BEGIN Supplied records

use std::collections::BTreeSet;

use serde::Serialize;

use super::AtomArray;

/// Chain identifiers of a structure.
#[derive(Debug, Clone, PartialEq, Eq, Serialize)]
#[serde(untagged)]
pub enum ChainIds {
    /// Distinct chain ids in sorted order.
    Labels(Vec<String>),
    /// One dense code per atom: the position of the atom's chain id in the
    /// sorted distinct list.
    Codes(Vec<u32>),
}

impl ChainIds {
    /// Number of entries (distinct chains for labels, atoms for codes).
    #[must_use]
    pub fn len(&self) -> usize {
        match self {
            Self::Labels(labels) => labels.len(),
            Self::Codes(codes) => codes.len(),
        }
    }

    /// Whether there are no entries.
    #[must_use]
    pub fn is_empty(&self) -> bool {
        self.len() == 0
    }

    /// The labels, if this is the label form.
    #[must_use]
    pub fn as_labels(&self) -> Option<&[String]> {
        match self {
            Self::Labels(labels) => Some(labels),
            Self::Codes(_) => None,
        }
    }

    /// The per-atom codes, if this is the code form.
    #[must_use]
    pub fn as_codes(&self) -> Option<&[u32]> {
        match self {
            Self::Codes(codes) => Some(codes),
            Self::Labels(_) => None,
        }
    }
}

impl AtomArray {
    /// Distinct chain ids, sorted.
    #[must_use]
    pub fn unique_chain_ids(&self) -> Vec<String> {
        self.chain_ids
            .iter()
            .map(String::as_str)
            .collect::<BTreeSet<_>>()
            .into_iter()
            .map(str::to_owned)
            .collect()
    }

    /// Dense per-atom chain codes. Codes follow the sorted order of
    /// [`AtomArray::unique_chain_ids`], so equal chain ids always share a
    /// code and distinct ids never do.
    #[must_use]
    pub fn chain_codes(&self) -> Vec<u32> {
        let labels = self.unique_chain_ids();
        self.chain_ids
            .iter()
            .map(|c| labels.binary_search(c).unwrap_or_else(|i| i) as u32)
            .collect()
    }

    /// Chain ids as sorted distinct labels, or as per-atom codes when
    /// `as_int` is set.
    #[must_use]
    pub fn chain_ids(&self, as_int: bool) -> ChainIds {
        if as_int {
            ChainIds::Codes(self.chain_codes())
        } else {
            ChainIds::Labels(self.unique_chain_ids())
        }
    }
}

END Supplied records

*Exercise aim:*
Output the data above without altering a line.

*Expected answer:*
use std::collections::BTreeSet;

use serde::Serialize;

use super::AtomArray;

/// Chain identifiers of a structure.
#[derive(Debug, Clone, PartialEq, Eq, Serialize)]
#[serde(untagged)]
pub enum ChainIds {
    /// Distinct chain ids in sorted order.
    Labels(Vec<String>),
    /// One dense code per atom: the position of the atom's chain id in the
    /// sorted distinct list.
    Codes(Vec<u32>),
}

impl ChainIds {
    /// Number of entries (distinct chains for labels, atoms for codes).
    #[must_use]
    pub fn len(&self) -> usize {
        match self {
            Self::Labels(labels) => labels.len(),
            Self::Codes(codes) => codes.len(),
        }
    }

    /// Whether there are no entries.
    #[must_use]
    pub fn is_empty(&self) -> bool {
        self.len() == 0
    }

    /// The labels, if this is the label form.
    #[must_use]
    pub fn as_labels(&self) -> Option<&[String]> {
        match self {
            Self::Labels(labels) => Some(labels),
            Self::Codes(_) => None,
        }
    }

    /// The per-atom codes, if this is the code form.
    #[must_use]
    pub fn as_codes(&self) -> Option<&[u32]> {
        match self {
            Self::Codes(codes) => Some(codes),
            Self::Labels(_) => None,
        }
    }
}

impl AtomArray {
    /// Distinct chain ids, sorted.
    #[must_use]
    pub fn unique_chain_ids(&self) -> Vec<String> {
        self.chain_ids
            .iter()
            .map(String::as_str)
            .collect::<BTreeSet<_>>()
            .into_iter()
            .map(str::to_owned)
            .collect()
    }

    /// Dense per-atom chain codes. Codes follow the sorted order of
    /// [`AtomArray::unique_chain_ids`], so equal chain ids always share a
    /// code and distinct ids never do.
    #[must_use]
    pub fn chain_codes(&self) -> Vec<u32> {
        let labels = self.unique_chain_ids();
        self.chain_ids
            .iter()
            .map(|c| labels.binary_search(c).unwrap_or_else(|i| i) as u32)
            .collect()
    }

    /// Chain ids as sorted distinct labels, or as per-atom codes when
    /// `as_int` is set.
    #[must_use]
    pub fn chain_ids(&self, as_int: bool) -> ChainIds {
        if as_int {
            ChainIds::Codes(self.chain_codes())
        } else {
            ChainIds::Labels(self.unique_chain_ids())
        }
    }
}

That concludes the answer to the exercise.